In the “No Species Loss” biodiversity policy, the S.A. Government (2006) has recognized the need to identify and fill gaps in the scientific knowledge and understanding of our biodiversity. Under Strategic Area III, Target 21 identifies the need for systematic surveys of marine plants and animals. Species inventory data provides the foundation for conservation and management of marine
habitats (Benkendorff and Davis 2002; Gladstone 2002). It provides baseline data for characterizing and monitoring the state of the environment. Strategic area III of the No Species Loss Policy (S.A. Government 2006) further
recognizes the need to identify priority areas of high conservation value for biodiversity planning. Species inventory data collected using rapid biodiversity assessment (1hr timed search surveys) has been validated for prioritising intertidal reefs for their biodiversity (Benkendorff, 2003) and can facilitate the identification of biodiversity hotspots (e.g. Benkendorff 2005). Benkendorff and Davis (2002), define biodiversity hotspots as sites with more than two standard deviations above the mean species richness for a region. These sites may be considered a priority for efficient protection of a broad range of species.

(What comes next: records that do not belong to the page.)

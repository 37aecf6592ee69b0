//! Function tables of library-owned objects
//!
//! Any slot returning an object pointer hands the caller a new reference.
//! Slots returning `cef_string_userfree_t` hand the caller a string it must
//! free. Either may be null.

use crate::impl_cef_base;
use crate::types::*;
use std::os::raw::c_int;

#[repr(C)]
pub struct cef_request_t {
    pub base: cef_base_ref_counted_t,
    pub is_read_only: unsafe extern "C" fn(self_: *mut cef_request_t) -> c_int,
    pub get_url: unsafe extern "C" fn(self_: *mut cef_request_t) -> cef_string_userfree_t,
    pub set_url: unsafe extern "C" fn(self_: *mut cef_request_t, url: *const cef_string_t),
    pub get_method: unsafe extern "C" fn(self_: *mut cef_request_t) -> cef_string_userfree_t,
    pub set_method: unsafe extern "C" fn(self_: *mut cef_request_t, method: *const cef_string_t),
    pub get_post_data: unsafe extern "C" fn(self_: *mut cef_request_t) -> *mut cef_post_data_t,
    pub set_post_data:
        unsafe extern "C" fn(self_: *mut cef_request_t, post_data: *mut cef_post_data_t),
    /// Fills a caller-allocated multimap
    pub get_header_map:
        unsafe extern "C" fn(self_: *mut cef_request_t, header_map: cef_string_multimap_t),
    pub set_header_map:
        unsafe extern "C" fn(self_: *mut cef_request_t, header_map: cef_string_multimap_t),
    /// Replaces url, method, post data and headers in one call
    pub set: unsafe extern "C" fn(
        self_: *mut cef_request_t,
        url: *const cef_string_t,
        method: *const cef_string_t,
        post_data: *mut cef_post_data_t,
        header_map: cef_string_multimap_t,
    ),
    pub get_flags: unsafe extern "C" fn(self_: *mut cef_request_t) -> c_int,
    pub set_flags: unsafe extern "C" fn(self_: *mut cef_request_t, flags: c_int),
    pub get_first_party_for_cookies:
        unsafe extern "C" fn(self_: *mut cef_request_t) -> cef_string_userfree_t,
    pub set_first_party_for_cookies:
        unsafe extern "C" fn(self_: *mut cef_request_t, url: *const cef_string_t),
    pub get_resource_type: unsafe extern "C" fn(self_: *mut cef_request_t) -> cef_resource_type_t,
    pub get_transition_type:
        unsafe extern "C" fn(self_: *mut cef_request_t) -> cef_transition_type_t,
    /// 0 when unspecified
    pub get_identifier: unsafe extern "C" fn(self_: *mut cef_request_t) -> u64,
}

#[repr(C)]
pub struct cef_post_data_t {
    pub base: cef_base_ref_counted_t,
    pub is_read_only: unsafe extern "C" fn(self_: *mut cef_post_data_t) -> c_int,
    pub get_element_count: unsafe extern "C" fn(self_: *mut cef_post_data_t) -> usize,
    pub remove_elements: unsafe extern "C" fn(self_: *mut cef_post_data_t),
}

#[repr(C)]
pub struct cef_navigation_entry_t {
    pub base: cef_base_ref_counted_t,
    pub is_valid: unsafe extern "C" fn(self_: *mut cef_navigation_entry_t) -> c_int,
    pub get_url: unsafe extern "C" fn(self_: *mut cef_navigation_entry_t) -> cef_string_userfree_t,
    pub get_display_url:
        unsafe extern "C" fn(self_: *mut cef_navigation_entry_t) -> cef_string_userfree_t,
    pub get_original_url:
        unsafe extern "C" fn(self_: *mut cef_navigation_entry_t) -> cef_string_userfree_t,
    pub get_title:
        unsafe extern "C" fn(self_: *mut cef_navigation_entry_t) -> cef_string_userfree_t,
    pub get_transition_type:
        unsafe extern "C" fn(self_: *mut cef_navigation_entry_t) -> cef_transition_type_t,
    pub has_post_data: unsafe extern "C" fn(self_: *mut cef_navigation_entry_t) -> c_int,
    pub get_frame_name:
        unsafe extern "C" fn(self_: *mut cef_navigation_entry_t) -> cef_string_userfree_t,
    pub get_completion_time: unsafe extern "C" fn(self_: *mut cef_navigation_entry_t) -> cef_time_t,
    pub get_http_status_code: unsafe extern "C" fn(self_: *mut cef_navigation_entry_t) -> c_int,
}

#[repr(C)]
pub struct cef_context_menu_params_t {
    pub base: cef_base_ref_counted_t,
    pub get_xcoord: unsafe extern "C" fn(self_: *mut cef_context_menu_params_t) -> c_int,
    pub get_ycoord: unsafe extern "C" fn(self_: *mut cef_context_menu_params_t) -> c_int,
    pub get_type_flags: unsafe extern "C" fn(
        self_: *mut cef_context_menu_params_t,
    ) -> cef_context_menu_type_flags_t,
    pub get_link_url:
        unsafe extern "C" fn(self_: *mut cef_context_menu_params_t) -> cef_string_userfree_t,
    pub get_unfiltered_link_url:
        unsafe extern "C" fn(self_: *mut cef_context_menu_params_t) -> cef_string_userfree_t,
    pub get_source_url:
        unsafe extern "C" fn(self_: *mut cef_context_menu_params_t) -> cef_string_userfree_t,
    pub has_image_contents: unsafe extern "C" fn(self_: *mut cef_context_menu_params_t) -> c_int,
    pub get_page_url:
        unsafe extern "C" fn(self_: *mut cef_context_menu_params_t) -> cef_string_userfree_t,
    pub get_frame_url:
        unsafe extern "C" fn(self_: *mut cef_context_menu_params_t) -> cef_string_userfree_t,
    pub get_frame_charset:
        unsafe extern "C" fn(self_: *mut cef_context_menu_params_t) -> cef_string_userfree_t,
    pub get_media_type: unsafe extern "C" fn(
        self_: *mut cef_context_menu_params_t,
    ) -> cef_context_menu_media_type_t,
    pub get_media_state_flags: unsafe extern "C" fn(
        self_: *mut cef_context_menu_params_t,
    ) -> cef_context_menu_media_state_flags_t,
    pub get_selection_text:
        unsafe extern "C" fn(self_: *mut cef_context_menu_params_t) -> cef_string_userfree_t,
    pub get_misspelled_word:
        unsafe extern "C" fn(self_: *mut cef_context_menu_params_t) -> cef_string_userfree_t,
    /// Fills a caller-allocated list; returns 1 when suggestions exist
    pub get_dictionary_suggestions: unsafe extern "C" fn(
        self_: *mut cef_context_menu_params_t,
        suggestions: cef_string_list_t,
    ) -> c_int,
    pub is_editable: unsafe extern "C" fn(self_: *mut cef_context_menu_params_t) -> c_int,
    pub is_spell_check_enabled:
        unsafe extern "C" fn(self_: *mut cef_context_menu_params_t) -> c_int,
    pub get_edit_state_flags: unsafe extern "C" fn(
        self_: *mut cef_context_menu_params_t,
    ) -> cef_context_menu_edit_state_flags_t,
}

#[repr(C)]
pub struct cef_domdocument_t {
    pub base: cef_base_ref_counted_t,
    pub get_type: unsafe extern "C" fn(self_: *mut cef_domdocument_t) -> cef_dom_document_type_t,
    pub get_document: unsafe extern "C" fn(self_: *mut cef_domdocument_t) -> *mut cef_domnode_t,
    pub get_body: unsafe extern "C" fn(self_: *mut cef_domdocument_t) -> *mut cef_domnode_t,
    pub get_head: unsafe extern "C" fn(self_: *mut cef_domdocument_t) -> *mut cef_domnode_t,
    pub get_title: unsafe extern "C" fn(self_: *mut cef_domdocument_t) -> cef_string_userfree_t,
    pub get_element_by_id: unsafe extern "C" fn(
        self_: *mut cef_domdocument_t,
        id: *const cef_string_t,
    ) -> *mut cef_domnode_t,
    pub get_focused_node: unsafe extern "C" fn(self_: *mut cef_domdocument_t) -> *mut cef_domnode_t,
    pub has_selection: unsafe extern "C" fn(self_: *mut cef_domdocument_t) -> c_int,
    pub get_selection_start_offset: unsafe extern "C" fn(self_: *mut cef_domdocument_t) -> c_int,
    pub get_selection_end_offset: unsafe extern "C" fn(self_: *mut cef_domdocument_t) -> c_int,
    pub get_selection_as_markup:
        unsafe extern "C" fn(self_: *mut cef_domdocument_t) -> cef_string_userfree_t,
    pub get_selection_as_text:
        unsafe extern "C" fn(self_: *mut cef_domdocument_t) -> cef_string_userfree_t,
    pub get_base_url: unsafe extern "C" fn(self_: *mut cef_domdocument_t) -> cef_string_userfree_t,
    pub get_complete_url: unsafe extern "C" fn(
        self_: *mut cef_domdocument_t,
        partial_url: *const cef_string_t,
    ) -> cef_string_userfree_t,
}

#[repr(C)]
pub struct cef_domnode_t {
    pub base: cef_base_ref_counted_t,
    pub get_type: unsafe extern "C" fn(self_: *mut cef_domnode_t) -> cef_dom_node_type_t,
    pub is_text: unsafe extern "C" fn(self_: *mut cef_domnode_t) -> c_int,
    pub is_element: unsafe extern "C" fn(self_: *mut cef_domnode_t) -> c_int,
    pub get_name: unsafe extern "C" fn(self_: *mut cef_domnode_t) -> cef_string_userfree_t,
    pub get_value: unsafe extern "C" fn(self_: *mut cef_domnode_t) -> cef_string_userfree_t,
}

#[repr(C)]
pub struct cef_browser_t {
    pub base: cef_base_ref_counted_t,
    pub get_identifier: unsafe extern "C" fn(self_: *mut cef_browser_t) -> c_int,
    pub is_loading: unsafe extern "C" fn(self_: *mut cef_browser_t) -> c_int,
}

#[repr(C)]
pub struct cef_frame_t {
    pub base: cef_base_ref_counted_t,
    pub get_identifier: unsafe extern "C" fn(self_: *mut cef_frame_t) -> i64,
    pub is_main: unsafe extern "C" fn(self_: *mut cef_frame_t) -> c_int,
    pub get_name: unsafe extern "C" fn(self_: *mut cef_frame_t) -> cef_string_userfree_t,
    pub get_url: unsafe extern "C" fn(self_: *mut cef_frame_t) -> cef_string_userfree_t,
}

#[repr(C)]
pub struct cef_response_t {
    pub base: cef_base_ref_counted_t,
    pub get_status: unsafe extern "C" fn(self_: *mut cef_response_t) -> c_int,
    pub get_status_text: unsafe extern "C" fn(self_: *mut cef_response_t) -> cef_string_userfree_t,
    pub get_mime_type: unsafe extern "C" fn(self_: *mut cef_response_t) -> cef_string_userfree_t,
    pub get_header_map:
        unsafe extern "C" fn(self_: *mut cef_response_t, header_map: cef_string_multimap_t),
}

#[repr(C)]
pub struct cef_request_callback_t {
    pub base: cef_base_ref_counted_t,
    pub cont: unsafe extern "C" fn(self_: *mut cef_request_callback_t, allow: c_int),
    pub cancel: unsafe extern "C" fn(self_: *mut cef_request_callback_t),
}

#[repr(C)]
pub struct cef_auth_callback_t {
    pub base: cef_base_ref_counted_t,
    pub cont: unsafe extern "C" fn(
        self_: *mut cef_auth_callback_t,
        username: *const cef_string_t,
        password: *const cef_string_t,
    ),
    pub cancel: unsafe extern "C" fn(self_: *mut cef_auth_callback_t),
}

#[repr(C)]
pub struct cef_sslinfo_t {
    pub base: cef_base_ref_counted_t,
    pub get_cert_status: unsafe extern "C" fn(self_: *mut cef_sslinfo_t) -> c_int,
}

#[repr(C)]
pub struct cef_web_plugin_info_t {
    pub base: cef_base_ref_counted_t,
    pub get_name: unsafe extern "C" fn(self_: *mut cef_web_plugin_info_t) -> cef_string_userfree_t,
    pub get_path: unsafe extern "C" fn(self_: *mut cef_web_plugin_info_t) -> cef_string_userfree_t,
    pub get_version:
        unsafe extern "C" fn(self_: *mut cef_web_plugin_info_t) -> cef_string_userfree_t,
    pub get_description:
        unsafe extern "C" fn(self_: *mut cef_web_plugin_info_t) -> cef_string_userfree_t,
}

#[repr(C)]
pub struct cef_print_settings_t {
    pub base: cef_base_ref_counted_t,
    pub is_valid: unsafe extern "C" fn(self_: *mut cef_print_settings_t) -> c_int,
    pub is_read_only: unsafe extern "C" fn(self_: *mut cef_print_settings_t) -> c_int,
    pub set_orientation: unsafe extern "C" fn(self_: *mut cef_print_settings_t, landscape: c_int),
    pub is_landscape: unsafe extern "C" fn(self_: *mut cef_print_settings_t) -> c_int,
    pub set_device_name:
        unsafe extern "C" fn(self_: *mut cef_print_settings_t, name: *const cef_string_t),
    pub get_device_name:
        unsafe extern "C" fn(self_: *mut cef_print_settings_t) -> cef_string_userfree_t,
    pub set_copies: unsafe extern "C" fn(self_: *mut cef_print_settings_t, copies: c_int),
    pub get_copies: unsafe extern "C" fn(self_: *mut cef_print_settings_t) -> c_int,
}

#[repr(C)]
pub struct cef_print_dialog_callback_t {
    pub base: cef_base_ref_counted_t,
    pub cont: unsafe extern "C" fn(
        self_: *mut cef_print_dialog_callback_t,
        settings: *mut cef_print_settings_t,
    ),
    pub cancel: unsafe extern "C" fn(self_: *mut cef_print_dialog_callback_t),
}

#[repr(C)]
pub struct cef_print_job_callback_t {
    pub base: cef_base_ref_counted_t,
    pub cont: unsafe extern "C" fn(self_: *mut cef_print_job_callback_t),
}

#[repr(C)]
pub struct cef_resource_handler_t {
    pub base: cef_base_ref_counted_t,
    pub cancel: unsafe extern "C" fn(self_: *mut cef_resource_handler_t),
}

impl_cef_base!(
    cef_request_t,
    cef_post_data_t,
    cef_navigation_entry_t,
    cef_context_menu_params_t,
    cef_domdocument_t,
    cef_domnode_t,
    cef_browser_t,
    cef_frame_t,
    cef_response_t,
    cef_request_callback_t,
    cef_auth_callback_t,
    cef_sslinfo_t,
    cef_web_plugin_info_t,
    cef_print_settings_t,
    cef_print_dialog_callback_t,
    cef_print_job_callback_t,
    cef_resource_handler_t,
);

Multivariate analyses of species occurrence data can also be used to identify distinct ecological communities (e.g. Benkendorff 2005) and thus facilitate the process of ensuring representativeness within a network of marine reserves.
Ecological communities on intertidal reefs can be influenced by a range of different biotic and abiotic interactions. The Habitat Diversity Hypothesis (Connor and McCoy, 1979), predicts that a greater diversity of species will occur where a greater diversity of habitats exist. Consequently, habitat diversity has been used as a surrogate for intertidal reef biodiversity in NSW (NSW Fisheries 2001).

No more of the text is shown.